Musial Awards: Pitcher Jason Boulais earns the save of a lifetime

Jason Boulais

My favorite assignment of the year at the Post was to profile of one the winners of what are now known as the Musial Awards. Formerly known as the National Sportsmanship Awards, the honor is bestowed annually by the St. Louis Sports Commission on six to ten people or groups who show extraordinary class, selflessness, dignity or character on the playing field. The traits were personified in Stan Musial, hence the name change.

This year, the Sports Commission asked if I would tell the stories of each of the winners. I was honored, humbled and just a little intimidated. Not only do these people perform athletic feats that are beyond my capabilities, they show extraordinary class. As they tell me their stories, I ask myself, “Would I do the same?” I can hope so.

The awards are scheduled for December 5 at the Peabody Opera House. I urge you to attend, because my words do not do justice to their character, integrity and selflessness. I’d like to share the story of one of the honorees, Jason Boulais. You can read the rest of the stories here.

As a pitcher at the University of South Carolina Beaufort, Jason Boulais seldom got the call to save a game. Instead, he got the call to save a life.

Walking across campus one day last fall, Jason stopped at a tent manned by a group called Be the Match, a bone marrow donor registry program. One of the volunteers asked to swab his cheek and add him to the registry to see if he was a match.

“I said, ‘Of course.’ They said I’d most likely never get called back,” Jason said. “But I had a feeling.”

He was right.
Jason was in the 30 percent of the population that is a potential match. In fact, he was a perfect match for a young boy in France. The problem: the boy needed the bone marrow in late spring, during baseball season. So Jason would have to forfeit the end of his senior season for the SandSharks — and the end of his baseball career.

Without hesitation, he agreed.

“I was excited that I was going to potentially save a life,” he said. “I knew he was only five years old. He deserves a chance at a full life. No regrets.”

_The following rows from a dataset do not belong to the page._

//! Shared test utilities
//!
//! In-memory implementations of every storage port, plus builders for
//! constructing test data with sensible defaults. The memory adapters honor
//! the same contracts as the PostgreSQL repositories so handler and wire
//! tests can run without a database.

pub mod builders;
pub mod memory;

pub use builders::{InvoiceBuilder, LineItemBuilder, ProductBuilder};
pub use memory::{
    InMemoryInvoiceStore, InMemoryProductStore, InMemorySequenceStore, InMemorySettingsStore,
    InMemoryUserStore,
};
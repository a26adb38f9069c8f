//! Store settings DTOs

use serde::{Deserialize, Serialize};
use validator::Validate;

use core_kernel::StoreSettings;

#[derive(Debug, Deserialize, Validate)]
pub struct UpdateSettingsRequest {
    #[validate(length(min = 1))]
    pub store_name: String,
    pub phone: String,
    pub logo_url: String,
}

impl From<UpdateSettingsRequest> for StoreSettings {
    fn from(req: UpdateSettingsRequest) -> Self {
        StoreSettings {
            store_name: req.store_name,
            phone: req.phone,
            logo_url: req.logo_url,
        }
    }
}

#[derive(Debug, Serialize)]
pub struct SettingsResponse {
    pub store_name: String,
    pub phone: String,
    pub logo_url: String,
}

impl From<StoreSettings> for SettingsResponse {
    fn from(settings: StoreSettings) -> Self {
        Self {
            store_name: settings.store_name,
            phone: settings.phone,
            logo_url: settings.logo_url,
        }
    }
}
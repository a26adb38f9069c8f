//! Pagination value objects
//!
//! A `Page` describes the window a listing call should return. A size of
//! zero is the "return everything, unpaginated" sentinel used by reporting
//! callers that need the full filtered set; the page number is then ignored.

use serde::{Deserialize, Serialize};

/// Default page size for listing endpoints
pub const DEFAULT_PAGE_SIZE: u32 = 10;

/// A pagination window: 1-based page number plus page size
#[derive(Debug, Clone, Copy, PartialEq, Eq, Serialize, Deserialize)]
pub struct Page {
    /// 1-based page number; values below 1 are normalized to 1
    pub number: u32,
    /// Records per page; 0 means unbounded
    pub size: u32,
}

impl Page {
    /// Creates a pagination window, normalizing a zero page number to 1
    pub fn new(number: u32, size: u32) -> Self {
        Self {
            number: number.max(1),
            size,
        }
    }

    /// The unpaginated window covering every matching record
    pub fn all() -> Self {
        Self { number: 1, size: 0 }
    }

    /// Returns true when this window carries no size limit
    pub fn is_unbounded(&self) -> bool {
        self.size == 0
    }

    /// Number of records skipped before this window starts
    pub fn offset(&self) -> u64 {
        if self.is_unbounded() {
            0
        } else {
            u64::from(self.number - 1) * u64::from(self.size)
        }
    }

    /// Slices an already-ordered full result set down to this window
    pub fn slice<'a, T>(&self, items: &'a [T]) -> &'a [T] {
        if self.is_unbounded() {
            return items;
        }
        let start = usize::min(self.offset() as usize, items.len());
        let end = usize::min(start + self.size as usize, items.len());
        &items[start..end]
    }
}

impl Default for Page {
    fn default() -> Self {
        Self::new(1, DEFAULT_PAGE_SIZE)
    }
}

#[cfg(test)]
mod tests {
    use super::*;

    #[test]
    fn test_page_number_is_normalized() {
        assert_eq!(Page::new(0, 10).number, 1);
        assert_eq!(Page::new(3, 10).number, 3);
    }

    #[test]
    fn test_offset() {
        assert_eq!(Page::new(1, 10).offset(), 0);
        assert_eq!(Page::new(3, 10).offset(), 20);
        assert_eq!(Page::all().offset(), 0);
    }

    #[test]
    fn test_slice_windows() {
        let items: Vec<u32> = (0..25).collect();
        assert_eq!(Page::new(1, 10).slice(&items), &items[0..10]);
        assert_eq!(Page::new(3, 10).slice(&items), &items[20..25]);
        assert_eq!(Page::new(4, 10).slice(&items), &[] as &[u32]);
        assert_eq!(Page::all().slice(&items).len(), 25);
    }

    #[test]
    fn test_slice_past_the_end_is_empty() {
        let items = vec![1, 2, 3];
        assert!(Page::new(99, 10).slice(&items).is_empty());
    }
}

Jason learned the day after the surgery that to his surprise, he had become a celebrity. “I was at the store and a woman asked me how I was feeling. I asked how she knew that I’d had surgery. She said one of her kids had seen the story on social media. She told me that what I’d done was awesome. I was so surprised.”
Officials with Major League Baseball also heard about Jason’s selfless act and honored him at this year’s entry draft. Since then, he has joined his father in his house-flipping business in Miami and is studying to earn his real estate license but still runs into people who have heard the story and congratulate him for what he simply considered the right thing to do.

“Other people say it takes guts, but I feel like if anyone was put in my shoes, they’d do the same thing,” Jason said. “They just haven’t been in that position. I’ve been wowed by people’s reactions.”

The Musial Award has wowed him, too, but the good news that Jason wants most to hear will have to wait until next year. Privacy laws prevent Jason from knowing the identity of the boy who received his bone marrow or his status for 18 months.